Question 2: Do you agree that the ECB's monetary policy masks structural problems of member states?
The November 2016 expert survey of the Centre for Macroeconomics (CFM) and the Centre for Economic Policy Research (CEPR) invited views on a recent report by the German Council of Economic Experts (Sachverständigenrat), which argues that the current monetary policy of the European Central Bank (ECB) is no longer appropriate and that it is masking structural problems in Eurozone countries.
More than three quarters of the 64 respondents disagree with the view that ECB monetary policy should become less accommodating. Panel members also disagree with the view that ECB policy is masking structural reforms. The panel is divided, however, on whether ECB policy is making implementation of structural reforms less likely.

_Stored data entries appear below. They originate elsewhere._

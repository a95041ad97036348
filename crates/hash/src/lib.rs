#![deny(clippy::pedantic, unsafe_code)]
#![allow(clippy::module_name_repetitions)]

//! Git-compatible content addressing for package trees
//!
//! Every file is hashed as a git blob object, and the whole tree is reduced
//! to a single blob hash over a `git ls-files -s` style listing. The result
//! only depends on names, relative layout and file bytes.

mod exclude;
mod tree;

pub use exclude::{ExclusionSet, DEFAULT_EXCLUDE_PATTERNS};
pub use tree::{TreeEntry, TreeHasher, TreeListing, ENTRY_MODE, ENTRY_STAGE};

use otumat_errors::{Error, InputError};
use serde::{Deserialize, Serialize};
use sha1::{Digest, Sha1};
use std::fmt;

/// Length of a SHA-1 digest in bytes
pub const OBJECT_ID_LEN: usize = 20;

/// A git blob object id
#[derive(Debug, Clone, Copy, PartialEq, Eq, Hash, PartialOrd, Ord)]
pub struct ObjectId {
    bytes: [u8; OBJECT_ID_LEN],
}

impl ObjectId {
    /// Create an object id from raw bytes
    #[must_use]
    pub fn from_bytes(bytes: [u8; OBJECT_ID_LEN]) -> Self {
        Self { bytes }
    }

    /// Get the raw bytes
    #[must_use]
    pub fn as_bytes(&self) -> &[u8; OBJECT_ID_LEN] {
        &self.bytes
    }

    /// Convert to lowercase hex string
    #[must_use]
    pub fn to_hex(&self) -> String {
        hex::encode(self.bytes)
    }

    /// Parse from hex string
    ///
    /// # Errors
    /// Returns an error if the input is not valid hexadecimal or is not exactly 40 characters.
    pub fn from_hex(s: &str) -> Result<Self, Error> {
        let bytes = hex::decode(s).map_err(|e| InputError::InvalidObjectId {
            value: s.to_string(),
            message: e.to_string(),
        })?;

        let array: [u8; OBJECT_ID_LEN] =
            bytes
                .try_into()
                .map_err(|b: Vec<u8>| InputError::InvalidObjectId {
                    value: s.to_string(),
                    message: format!("must be {OBJECT_ID_LEN} bytes, got {}", b.len()),
                })?;
        Ok(Self::from_bytes(array))
    }
}

impl fmt::Display for ObjectId {
    fn fmt(&self, f: &mut fmt::Formatter<'_>) -> fmt::Result {
        write!(f, "{}", self.to_hex())
    }
}

impl Serialize for ObjectId {
    fn serialize<S>(&self, serializer: S) -> Result<S::Ok, S::Error>
    where
        S: serde::Serializer,
    {
        serializer.serialize_str(&self.to_hex())
    }
}

impl<'de> Deserialize<'de> for ObjectId {
    fn deserialize<D>(deserializer: D) -> Result<Self, D::Error>
    where
        D: serde::Deserializer<'de>,
    {
        let s = String::deserialize(deserializer)?;
        Self::from_hex(&s).map_err(serde::de::Error::custom)
    }
}

/// Hash bytes the way `git hash-object` does: `SHA1("blob {len}\0" + data)`
#[must_use]
pub fn object_hash(data: &[u8]) -> ObjectId {
    let mut hasher = Sha1::new();
    hasher.update(format!("blob {}\0", data.len()).as_bytes());
    hasher.update(data);
    ObjectId::from_bytes(hasher.finalize().into())
}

In its annual report, the German Council of Economic Experts argues that: ‘Exceptionally loose monetary policy by the European Central Bank (ECB) contributed significantly to the upturn in the euro area, although its extent is no longer appropriate in light of the state of the recovery.’ [link to report] Moreover, the report says: ‘Given considerable structural problems persist, growth is not self-supporting. Willingness to reform has faded, and some member states lack necessary budget discipline. Monetary policy masks these problems and increasingly threatens financial stability.’
The first question in our survey asked panel members whether they think that it is indeed the case that the current monetary policy by the ECB is no longer appropriate.
Question 1: Do you agree that that exceptionally loose monetary policy by the European Central Bank (ECB) is no longer appropriate?
Sixty-four panel members answered this question and a very large majority (78%) disagrees or strongly disagrees with the proposition. A small minority (15%) agrees or strongly agrees. These numbers barely change if weighted with self-assessed confidence.
Among the panel members that disagree with the statement, many point to the current levels of inflation and slack in the economy. For example, Costas Milas (University of Liverpool) writes: ‘With inflation consistently under-shooting the target for more than three years now, it is really difficult to agree with the German experts. In fact, the inflation survey forecasts (from the ECB website) indicate that inflation will still be below the target (at 1.8%) in five years.’
Michael McMahon (University of Warwick) points out that: ‘The appropriateness of ECB monetary policy must be judged by whether or not it is likely to contribute to the achievement of the central bank’s objectives. These objectives are clearly laid out in Article 127(1) of the Treaty on the Functioning of the European Union. Price stability is the over-riding objective and only subject to achieving that should the ECB look to support the other objectives of the EU.’ Sushil Wadhwani (Wadhwani Asset Management) adds that: ‘To have a central bank not trying to achieve the target it set for itself would further undermine its credibility.’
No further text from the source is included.